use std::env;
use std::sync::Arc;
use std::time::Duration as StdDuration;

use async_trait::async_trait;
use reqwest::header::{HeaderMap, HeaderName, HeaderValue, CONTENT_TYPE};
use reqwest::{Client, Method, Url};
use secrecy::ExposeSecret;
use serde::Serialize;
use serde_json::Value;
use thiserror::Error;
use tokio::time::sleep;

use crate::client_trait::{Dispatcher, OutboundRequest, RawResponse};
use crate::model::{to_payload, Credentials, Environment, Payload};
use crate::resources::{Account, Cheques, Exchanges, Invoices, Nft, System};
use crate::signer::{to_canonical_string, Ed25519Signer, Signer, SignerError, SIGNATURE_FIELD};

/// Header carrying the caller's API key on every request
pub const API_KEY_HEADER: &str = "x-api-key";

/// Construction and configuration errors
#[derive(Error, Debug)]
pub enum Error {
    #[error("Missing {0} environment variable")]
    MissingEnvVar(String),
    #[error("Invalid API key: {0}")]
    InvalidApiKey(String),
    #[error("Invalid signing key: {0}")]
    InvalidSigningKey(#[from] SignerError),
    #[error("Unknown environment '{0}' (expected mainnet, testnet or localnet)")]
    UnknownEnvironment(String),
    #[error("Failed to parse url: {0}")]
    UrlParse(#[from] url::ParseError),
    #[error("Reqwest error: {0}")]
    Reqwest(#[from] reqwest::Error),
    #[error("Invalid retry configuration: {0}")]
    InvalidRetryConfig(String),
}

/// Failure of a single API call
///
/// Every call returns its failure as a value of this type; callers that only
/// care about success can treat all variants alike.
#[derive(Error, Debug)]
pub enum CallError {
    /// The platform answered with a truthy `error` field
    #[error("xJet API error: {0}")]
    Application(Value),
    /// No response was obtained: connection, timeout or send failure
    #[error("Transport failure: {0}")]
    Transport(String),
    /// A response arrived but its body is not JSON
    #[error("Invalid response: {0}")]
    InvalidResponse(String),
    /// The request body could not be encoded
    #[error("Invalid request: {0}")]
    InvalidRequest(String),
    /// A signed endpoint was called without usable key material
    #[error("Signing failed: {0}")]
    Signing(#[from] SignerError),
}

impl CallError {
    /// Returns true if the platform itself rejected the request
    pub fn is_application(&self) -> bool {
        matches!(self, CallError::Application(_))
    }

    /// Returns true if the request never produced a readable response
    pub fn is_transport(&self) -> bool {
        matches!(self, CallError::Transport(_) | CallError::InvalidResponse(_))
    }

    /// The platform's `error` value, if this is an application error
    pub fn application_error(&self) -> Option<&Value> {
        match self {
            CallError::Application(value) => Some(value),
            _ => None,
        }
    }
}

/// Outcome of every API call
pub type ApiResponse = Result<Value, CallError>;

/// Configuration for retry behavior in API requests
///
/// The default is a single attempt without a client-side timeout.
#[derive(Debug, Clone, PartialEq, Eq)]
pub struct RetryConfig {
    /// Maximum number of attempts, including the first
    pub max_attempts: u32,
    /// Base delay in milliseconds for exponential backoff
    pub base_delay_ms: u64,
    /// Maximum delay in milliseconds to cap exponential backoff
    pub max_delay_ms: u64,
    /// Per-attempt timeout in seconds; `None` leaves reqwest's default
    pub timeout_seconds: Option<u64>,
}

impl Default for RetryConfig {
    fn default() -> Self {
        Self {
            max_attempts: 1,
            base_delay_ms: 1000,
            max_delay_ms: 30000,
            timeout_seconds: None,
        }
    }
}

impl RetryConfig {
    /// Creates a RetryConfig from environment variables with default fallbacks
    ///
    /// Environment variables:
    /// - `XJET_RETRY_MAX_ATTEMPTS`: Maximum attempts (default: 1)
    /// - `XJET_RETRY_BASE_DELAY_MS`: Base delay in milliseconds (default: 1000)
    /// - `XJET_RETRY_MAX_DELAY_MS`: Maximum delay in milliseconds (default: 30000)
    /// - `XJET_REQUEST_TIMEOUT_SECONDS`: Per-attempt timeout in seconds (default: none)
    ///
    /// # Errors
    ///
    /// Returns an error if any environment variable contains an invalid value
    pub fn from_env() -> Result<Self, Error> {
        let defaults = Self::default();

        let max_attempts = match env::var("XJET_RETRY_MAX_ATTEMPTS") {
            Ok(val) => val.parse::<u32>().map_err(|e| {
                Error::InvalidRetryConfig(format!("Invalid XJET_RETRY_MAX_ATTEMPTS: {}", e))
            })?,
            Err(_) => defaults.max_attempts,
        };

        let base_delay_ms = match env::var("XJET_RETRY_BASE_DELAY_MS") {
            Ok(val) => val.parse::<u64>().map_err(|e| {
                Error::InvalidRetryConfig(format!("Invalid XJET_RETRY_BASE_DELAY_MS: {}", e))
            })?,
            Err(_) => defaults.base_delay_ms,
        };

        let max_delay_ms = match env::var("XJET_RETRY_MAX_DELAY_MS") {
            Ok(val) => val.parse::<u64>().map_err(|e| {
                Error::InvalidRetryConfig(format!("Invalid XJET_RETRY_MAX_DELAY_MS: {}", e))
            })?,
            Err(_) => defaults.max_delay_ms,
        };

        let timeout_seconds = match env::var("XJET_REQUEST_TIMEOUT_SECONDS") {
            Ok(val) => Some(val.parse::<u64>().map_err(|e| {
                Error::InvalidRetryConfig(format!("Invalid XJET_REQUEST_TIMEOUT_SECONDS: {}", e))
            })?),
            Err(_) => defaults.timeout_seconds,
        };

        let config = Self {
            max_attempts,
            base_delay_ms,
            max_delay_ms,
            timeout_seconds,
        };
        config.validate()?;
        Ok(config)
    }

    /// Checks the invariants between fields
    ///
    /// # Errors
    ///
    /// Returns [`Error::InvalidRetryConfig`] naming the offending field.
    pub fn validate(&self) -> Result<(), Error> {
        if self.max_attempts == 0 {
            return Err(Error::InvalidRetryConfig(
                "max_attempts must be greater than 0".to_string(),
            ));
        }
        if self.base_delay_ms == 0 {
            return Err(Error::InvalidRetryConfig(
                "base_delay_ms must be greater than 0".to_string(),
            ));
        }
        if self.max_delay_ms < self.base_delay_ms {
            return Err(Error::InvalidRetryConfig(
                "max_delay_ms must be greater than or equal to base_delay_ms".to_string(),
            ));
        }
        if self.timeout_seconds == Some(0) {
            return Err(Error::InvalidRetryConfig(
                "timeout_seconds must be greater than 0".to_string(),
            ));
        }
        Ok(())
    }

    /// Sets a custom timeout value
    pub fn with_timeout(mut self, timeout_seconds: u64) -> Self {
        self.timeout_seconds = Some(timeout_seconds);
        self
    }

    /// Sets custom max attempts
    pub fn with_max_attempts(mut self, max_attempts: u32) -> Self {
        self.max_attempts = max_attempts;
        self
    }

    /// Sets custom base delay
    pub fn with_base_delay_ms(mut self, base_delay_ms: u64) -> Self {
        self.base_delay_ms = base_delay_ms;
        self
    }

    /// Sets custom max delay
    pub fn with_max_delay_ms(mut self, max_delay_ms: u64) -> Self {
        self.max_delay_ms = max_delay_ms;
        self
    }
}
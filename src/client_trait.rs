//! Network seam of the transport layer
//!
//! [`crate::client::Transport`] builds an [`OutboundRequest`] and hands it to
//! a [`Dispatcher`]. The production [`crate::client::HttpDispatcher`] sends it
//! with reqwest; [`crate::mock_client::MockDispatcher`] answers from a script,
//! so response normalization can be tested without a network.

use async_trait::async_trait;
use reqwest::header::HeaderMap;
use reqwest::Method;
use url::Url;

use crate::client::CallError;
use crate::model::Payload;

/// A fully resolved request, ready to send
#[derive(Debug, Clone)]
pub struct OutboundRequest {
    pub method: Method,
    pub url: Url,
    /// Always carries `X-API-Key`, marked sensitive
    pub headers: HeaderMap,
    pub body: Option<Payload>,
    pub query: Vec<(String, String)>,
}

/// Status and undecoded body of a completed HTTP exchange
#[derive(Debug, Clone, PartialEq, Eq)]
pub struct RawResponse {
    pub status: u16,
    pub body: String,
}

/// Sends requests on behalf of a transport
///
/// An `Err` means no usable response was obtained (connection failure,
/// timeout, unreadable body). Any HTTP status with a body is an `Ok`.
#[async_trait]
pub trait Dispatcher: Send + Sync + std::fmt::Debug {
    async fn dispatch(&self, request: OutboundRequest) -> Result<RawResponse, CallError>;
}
◆ ◆ ◆
TO DO: Verbatim reproduction is required for the line holding "answers from a" and for every line after it in the records, with no other line included.

PROBLEM SOLUTION:
//! with reqwest; [`crate::mock_client::MockDispatcher`] answers from a script,
//! so response normalization can be tested without a network.

use async_trait::async_trait;
use reqwest::header::HeaderMap;
use reqwest::Method;
use url::Url;

use crate::client::CallError;
use crate::model::Payload;

/// A fully resolved request, ready to send
#[derive(Debug, Clone)]
pub struct OutboundRequest {
    pub method: Method,
    pub url: Url,
    /// Always carries `X-API-Key`, marked sensitive
    pub headers: HeaderMap,
    pub body: Option<Payload>,
    pub query: Vec<(String, String)>,
}

/// Status and undecoded body of a completed HTTP exchange
#[derive(Debug, Clone, PartialEq, Eq)]
pub struct RawResponse {
    pub status: u16,
    pub body: String,
}

/// Sends requests on behalf of a transport
///
/// An `Err` means no usable response was obtained (connection failure,
/// timeout, unreadable body). Any HTTP status with a body is an `Ok`.
#[async_trait]
pub trait Dispatcher: Send + Sync + std::fmt::Debug {
    async fn dispatch(&self, request: OutboundRequest) -> Result<RawResponse, CallError>;
}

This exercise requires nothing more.